Perché, in questo scenario, non sarebbero i giudici a causare l’eventuale chiusura, che sicuramente bisogna cercare di evitare, ma la politica, le mazzette e i patti segreti fra Riva e il precedente esecutivo che iniziano a emergere con sempre maggiore nitidezza. Ai giudici poi bisogna chiedere di andare avanti sull’inchiesta penale senza guardare in faccia a nessuno e di farci capire il vero motivo per cui la politica ha abdicato ancora una volta ai suoi compiti lasciando lo spazio alla magistratura perché, si sa, in politica i vuoti non esistono. Sembrava fosse solo una tipica storia di incapacità. Ora sembra di più una tipica storia di scambi inammissibili fra politica e affari.

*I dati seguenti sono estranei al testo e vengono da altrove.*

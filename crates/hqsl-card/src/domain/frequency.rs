//! # Frequency and Band Utilities
//!
//! Mapping between frequencies in MHz and ADIF band names, and the canonical
//! frequency text used inside signable card text.

use super::errors::FrequencyError;

/// Band name returned when a frequency cannot be classified.
pub const UNKNOWN_BAND: &str = "??";

/// ADIF band names and the midpoint of each band in MHz.
///
/// Order matters: classification ties go to the band listed first.
pub const BAND_MIDPOINTS: &[(&str, f64)] = &[
    ("2190m", 0.13675),
    ("630m", 0.4755),
    ("560m", 0.5025),
    ("160m", 1.9),
    ("80m", 3.75),
    ("60m", 5.255),
    ("40m", 7.15),
    ("30m", 10.125),
    ("20m", 14.175),
    ("17m", 18.118),
    ("15m", 21.225),
    ("12m", 24.94),
    ("10m", 28.85),
    ("8m", 42.5),
    ("6m", 52.0),
    ("5m", 61.950001),
    ("4m", 70.5),
    ("2m", 146.0),
    ("1.25m", 223.5),
    ("70cm", 435.0),
    ("33cm", 915.0),
    ("23cm", 1270.0),
    ("13cm", 2375.0),
    ("9cm", 3400.0),
    ("6cm", 5787.5),
    ("3cm", 10250.0),
    ("1.25cm", 24125.0),
    ("6mm", 47100.0),
    ("4mm", 78250.0),
    ("2.5mm", 121490.0),
    ("2mm", 141500.0),
    ("1mm", 245500.0),
    ("submm", 3900000.0),
];

/// Classify a frequency (MHz) into the band with the nearest midpoint.
///
/// Returns [`UNKNOWN_BAND`] for NaN or infinite input.
pub fn freq_band(mhz: f64) -> &'static str {
    let mut distance = f64::INFINITY;
    let mut known = UNKNOWN_BAND;
    for &(band, midpoint) in BAND_MIDPOINTS {
        let candidate = (mhz - midpoint).abs();
        // Strict comparison keeps the first band on ties and skips NaN.
        if candidate < distance {
            distance = candidate;
            known = band;
        }
    }
    known
}

/// Representative frequency (MHz) for a band name, ignoring case.
///
/// Best-effort backfill only: an unknown band is `None`, not an error.
pub fn band_freq(band: &str) -> Option<f64> {
    BAND_MIDPOINTS
        .iter()
        .find(|(name, _)| name.eq_ignore_ascii_case(band))
        .map(|(_, midpoint)| *midpoint)
}

/// Render a frequency in MHz in the canonical card form.
///
/// 1. `.` is the decimal separator.
/// 2. With a whole part of 2 or more, at most 3 fractional digits are kept
///    (truncated, not rounded).
/// 3. Trailing fractional zeroes and a leading `0` whole part are dropped,
///    so sub-1 MHz values start with the decimal point.
/// 4. A bare trailing decimal point is removed.
///
/// # Errors
/// * `FrequencyError::NotFinite` - NaN or infinite input
pub fn normalize_freq(mhz: f64) -> Result<String, FrequencyError> {
    if !mhz.is_finite() {
        return Err(FrequencyError::NotFinite);
    }

    // f64's Display is the shortest round-trip form and never uses exponents.
    let textual = mhz.to_string();
    let (whole, fractional) = textual
        .split_once('.')
        .unwrap_or((textual.as_str(), ""));

    let fractional = if mhz.trunc() > 1.0 {
        &fractional[..fractional.len().min(3)]
    } else {
        fractional
    };
    let fractional = fractional.trim_end_matches('0');
    let whole = if whole == "0" { "" } else { whole };

    if fractional.is_empty() {
        Ok(whole.to_string())
    } else {
        Ok(format!("{whole}.{fractional}"))
    }
}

Oggi a Taranto arriveranno lo stesso Clini con il titolare dello sviluppo economico Corrado Passera. E qui c’è un altro punto dolente. Clini è stato direttore generale del ministero dell’Ambiente dal 1990 al 2011 quando è diventato titolare. L’ex capo delle relazioni istituzionali dell’Ilva, Girolamo Archinà, ora cacciato, dice in un’intercettazione che «Clini è uomo nostro». È considerato una persona seria, in questi mesi ha agito con celerità come quando a marzo ha subito recepito le nuove linee guida Ue e riaperto l’Aia. Ma com’è che non si è reso conto di niente?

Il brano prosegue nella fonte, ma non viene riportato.